Prime Minister Narendra Modi announced his flagship project, Ayushman Bharat or National Health Protection Scheme on Independence Day. The project will be launched on September 25, on the birth annivarsary of Deen Dayal Upadhyay. Dubbed by ministers and BJP leaders as ‘Modicare’, the full roll-out of the scheme is expected to be announced from September 25 onwards. The policy was initially announced by the then finance minister Arun Jaitley in February this year during the presentation of last full budget of the NDA government.
What is Ayushman Bharat or National Health Protection Scheme?
The ambitious Ayushman Bharat or National Health Protection Scheme aims to cover over 10 crore vulnerable families (approximately 50 crore beneficiaries) and provide health cover up to Rs 5 lakh per family per year. The programme is being touted as the world’s largest health protection scheme. The benefits of the scheme are portable across the country and a beneficiary covered under the scheme will be allowed to take cashless benefits from any public/private empanelled hospitals across the country.
Who are covered under Ayushman Bharat or NHPS?
The scheme will aim to target over 10 crore families based on SECC (Socio-Economic Caste Census) database. To ensure that nobody from the vulnerable group is left out of the benefit cover, there will be no cap on family size and age in ‘Ayushman Bharat’ scheme. The insurance scheme will cover pre and post-hospitalisation expenses.
How will the finances of Ayushman Bharat be covered?
The expenditure incurred in premium payment will be shared between Central and State Governments in a specified ratio. The funding for the scheme will be shared – 60:40 for all states and UTs with their own legislature, 90:10 in Northeast states and the three Himalayan states of Jammu and Kashmir, Himachal and Uttarakhand and 100% Central funding for UTs without legislature. The states are also free to continue with their own health programmes.

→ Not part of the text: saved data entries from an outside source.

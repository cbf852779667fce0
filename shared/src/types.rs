//! Common types used across the platform

use serde::{Deserialize, Serialize};

/// Calendar month
#[derive(Debug, Clone, Copy, Serialize, Deserialize, PartialEq, Eq, PartialOrd, Ord, Hash)]
pub enum Month {
    January,
    February,
    March,
    April,
    May,
    June,
    July,
    August,
    September,
    October,
    November,
    December,
}

impl Month {
    /// All twelve months in calendar order
    pub const ALL: [Month; 12] = [
        Month::January,
        Month::February,
        Month::March,
        Month::April,
        Month::May,
        Month::June,
        Month::July,
        Month::August,
        Month::September,
        Month::October,
        Month::November,
        Month::December,
    ];

    /// English month name
    pub fn name(&self) -> &'static str {
        match self {
            Month::January => "January",
            Month::February => "February",
            Month::March => "March",
            Month::April => "April",
            Month::May => "May",
            Month::June => "June",
            Month::July => "July",
            Month::August => "August",
            Month::September => "September",
            Month::October => "October",
            Month::November => "November",
            Month::December => "December",
        }
    }

    /// 1-based month number
    pub fn number(&self) -> u8 {
        *self as u8 + 1
    }
}

impl std::fmt::Display for Month {
    fn fmt(&self, f: &mut std::fmt::Formatter<'_>) -> std::fmt::Result {
        f.write_str(self.name())
    }
}

/// Cropping season on the Indian agricultural calendar
#[derive(Debug, Clone, Copy, Serialize, Deserialize, PartialEq, Eq, Hash)]
#[serde(rename_all = "lowercase")]
pub enum Season {
    /// Monsoon season, sown June to October
    Kharif,
    /// Winter season, sown October to March
    Rabi,
    /// Short summer season between Rabi and Kharif
    Zaid,
    /// Crops occupying the field across seasons
    Perennial,
}

impl std::fmt::Display for Season {
    fn fmt(&self, f: &mut std::fmt::Formatter<'_>) -> std::fmt::Result {
        match self {
            Season::Kharif => write!(f, "Kharif"),
            Season::Rabi => write!(f, "Rabi"),
            Season::Zaid => write!(f, "Zaid"),
            Season::Perennial => write!(f, "Perennial"),
        }
    }
}

#[cfg(test)]
mod tests {
    use super::*;

    #[test]
    fn months_are_in_calendar_order() {
        let numbers: Vec<u8> = Month::ALL.iter().map(Month::number).collect();
        assert_eq!(numbers, (1..=12).collect::<Vec<u8>>());
    }

    #[test]
    fn month_serializes_as_english_name() {
        let json = serde_json::to_string(&Month::September).unwrap();
        assert_eq!(json, "\"September\"");
        assert_eq!(Month::September.to_string(), "September");
    }

    #[test]
    fn season_serializes_lowercase() {
        assert_eq!(serde_json::to_string(&Season::Kharif).unwrap(), "\"kharif\"");
    }
}
//! Crop catalog models

use serde::{Deserialize, Serialize};

use crate::types::Season;

/// A crop in the static catalog
#[derive(Debug, Clone, Serialize, Deserialize, PartialEq)]
#[serde(rename_all = "camelCase")]
pub struct Crop {
    pub id: String,
    pub name: String,
    pub season: Season,
    pub growth_duration: String,
    pub ideal_temperature: String,
    pub water_requirement: String,
    /// Ids of soil types this crop grows best in
    pub soil_preference: Vec<String>,
}

impl Crop {
    pub fn prefers_soil(&self, soil_id: &str) -> bool {
        self.soil_preference.iter().any(|s| s == soil_id)
    }
}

So far, 14 states have finalised their memoranda of understanding with the Centre. Of these Andhra Pradesh, Telangana, Madhya Pradesh, Assam, Sikkim and Chandigarh are the states that will use a trust model for the mission. In a trust model, bills are reimbursed directly by the government. Gujarat and Tamil Nadu have opted for mixed mode implementation. In an insurance model, the government pays a fixed premium to an insurance company, which pays the hospitals.